He began by looking at the within-study comparison method, which in the past has often produced results very close to those of randomized controlled trials. In one form, an overall population is selected into a randomized experiment group and a comparison group. The randomized experiment group is then randomly assigned to a control group and a treatment group, yielding a randomized controlled trial. The nonequivalent comparison groups are formed by systematic assignment into the same treatment
1 This section summarizes information presented by Thomas Cook, Ph.D., Northwestern University, Evanston, Illinois.
and control statuses, with individuals most often self-selecting into the treatment or control status or being so appointed by an administrator. An effect size can be calculated for the observational study and compared with the effect size from the randomized experiment.
In the second form, a within-study comparison involves taking a randomized experiment, calculating its effect size and then contrasting a nonequivalent comparison group by self-selection or administrator selection, Cook continued. This nonequivalent comparison group is then linked to the same treatment groups as in the randomized experiment, and an adjusted effect size is created after trying to control for any selection differences between the treatment and nonequivalent comparison group. Then, the effect sizes from the experiment and nonexperiment are compared.
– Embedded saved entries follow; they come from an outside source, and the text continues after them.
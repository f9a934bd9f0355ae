//! Display-only risk-factor flags.
//!
//! Evaluated against the submitted inputs after prediction; they never
//! influence the model's verdict.

use serde::Serialize;

use crate::forms::AssessmentForm;
use crate::models::Disease;

#[derive(Debug, Clone, Copy, PartialEq, Eq, Serialize)]
#[serde(rename_all = "lowercase")]
pub enum Comparison {
    Above,
    Below,
}

impl Comparison {
    fn holds(self, value: f64, limit: f64) -> bool {
        match self {
            Comparison::Above => value > limit,
            Comparison::Below => value < limit,
        }
    }
}

#[derive(Debug, Clone, Copy, PartialEq)]
pub struct Threshold {
    pub feature: &'static str,
    pub label: &'static str,
    pub limit: f64,
    pub comparison: Comparison,
    pub unit: &'static str,
}

#[derive(Debug, Clone, PartialEq, Serialize)]
pub struct RiskFlag {
    pub factor: &'static str,
    pub value: f64,
    pub limit: f64,
    pub comparison: Comparison,
    pub unit: &'static str,
}

impl RiskFlag {
    /// Banner text, e.g. `High Glucose: 190 mg/dL`.
    pub fn message(&self) -> String {
        format!("{}: {} {}", self.factor, self.value, self.unit)
    }
}

const DIABETES_THRESHOLDS: [Threshold; 3] = [
    Threshold {
        feature: "glucose",
        label: "High Glucose",
        limit: 140.0,
        comparison: Comparison::Above,
        unit: "mg/dL",
    },
    Threshold {
        feature: "bmi",
        label: "High BMI",
        limit: 30.0,
        comparison: Comparison::Above,
        unit: "kg/m²",
    },
    Threshold {
        feature: "blood_pressure",
        label: "High Blood Pressure",
        limit: 140.0,
        comparison: Comparison::Above,
        unit: "mm Hg",
    },
];

const HEART_DISEASE_THRESHOLDS: [Threshold; 2] = [
    Threshold {
        feature: "resting_bp",
        label: "High Blood Pressure",
        limit: 140.0,
        comparison: Comparison::Above,
        unit: "mm Hg",
    },
    Threshold {
        feature: "cholesterol",
        label: "High Cholesterol",
        limit: 240.0,
        comparison: Comparison::Above,
        unit: "mg/dL",
    },
];

const PARKINSONS_THRESHOLDS: [Threshold; 3] = [
    Threshold {
        feature: "jitter_percent",
        label: "Elevated Jitter",
        limit: 1.04,
        comparison: Comparison::Above,
        unit: "%",
    },
    Threshold {
        feature: "shimmer",
        label: "Elevated Shimmer",
        limit: 0.0381,
        comparison: Comparison::Above,
        unit: "",
    },
    Threshold {
        feature: "hnr",
        label: "Low Harmonic-to-Noise Ratio",
        limit: 20.0,
        comparison: Comparison::Below,
        unit: "dB",
    },
];

pub fn thresholds(disease: Disease) -> &'static [Threshold] {
    match disease {
        Disease::Diabetes => &DIABETES_THRESHOLDS,
        Disease::HeartDisease => &HEART_DISEASE_THRESHOLDS,
        Disease::Parkinsons => &PARKINSONS_THRESHOLDS,
    }
}

/// Applies the disease's table to values looked up by feature name.
pub fn evaluate<L>(disease: Disease, lookup: L) -> Vec<RiskFlag>
where
    L: Fn(&str) -> Option<f64>,
{
    thresholds(disease)
        .iter()
        .filter_map(|threshold| {
            let value = lookup(threshold.feature)?;
            threshold
                .comparison
                .holds(value, threshold.limit)
                .then(|| RiskFlag {
                    factor: threshold.label,
                    value,
                    limit: threshold.limit,
                    comparison: threshold.comparison,
                    unit: threshold.unit,
                })
        })
        .collect()
}

pub fn flags_for<F: AssessmentForm>(form: &F) -> Vec<RiskFlag> {
    evaluate(F::DISEASE, |feature| form.value(feature))
}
If they are similar, the conclusion is drawn that the nonexperimental results were not biased. If they are different, the opposite conclusion is drawn.
Whatever within-study comparison method is chosen, an important goal is to identify the conditions under which a given observational method produces better or worse approximations to the causal estimates from a randomized controlled trial. For example, seven within-study comparisons comparing randomized controlled trials with regression discontinuity studies have produced similar causal estimates at the cutoff, Cook said. Though this is theoretically trivial, since regression discontinuity studies are supposed to produce this result, it is encouraging that the same cutoff-specific results were achieved as in the randomized controlled trials since this indicates that the implementation of the regression discontinuity studies did not produce bias. More important is the one relevant study comparing experimental results to those from a comparative regression discontinuity study that includes pretest values along all the assignment variable and so can serve to index the functional form relating the assignment variable to the outcome without treatment. This one study showed the same results as a randomized controlled trial in all areas away from the cutoff, and not just at it as in the simpler regression discontinuity design with only posttest data (Cook et al., 2008).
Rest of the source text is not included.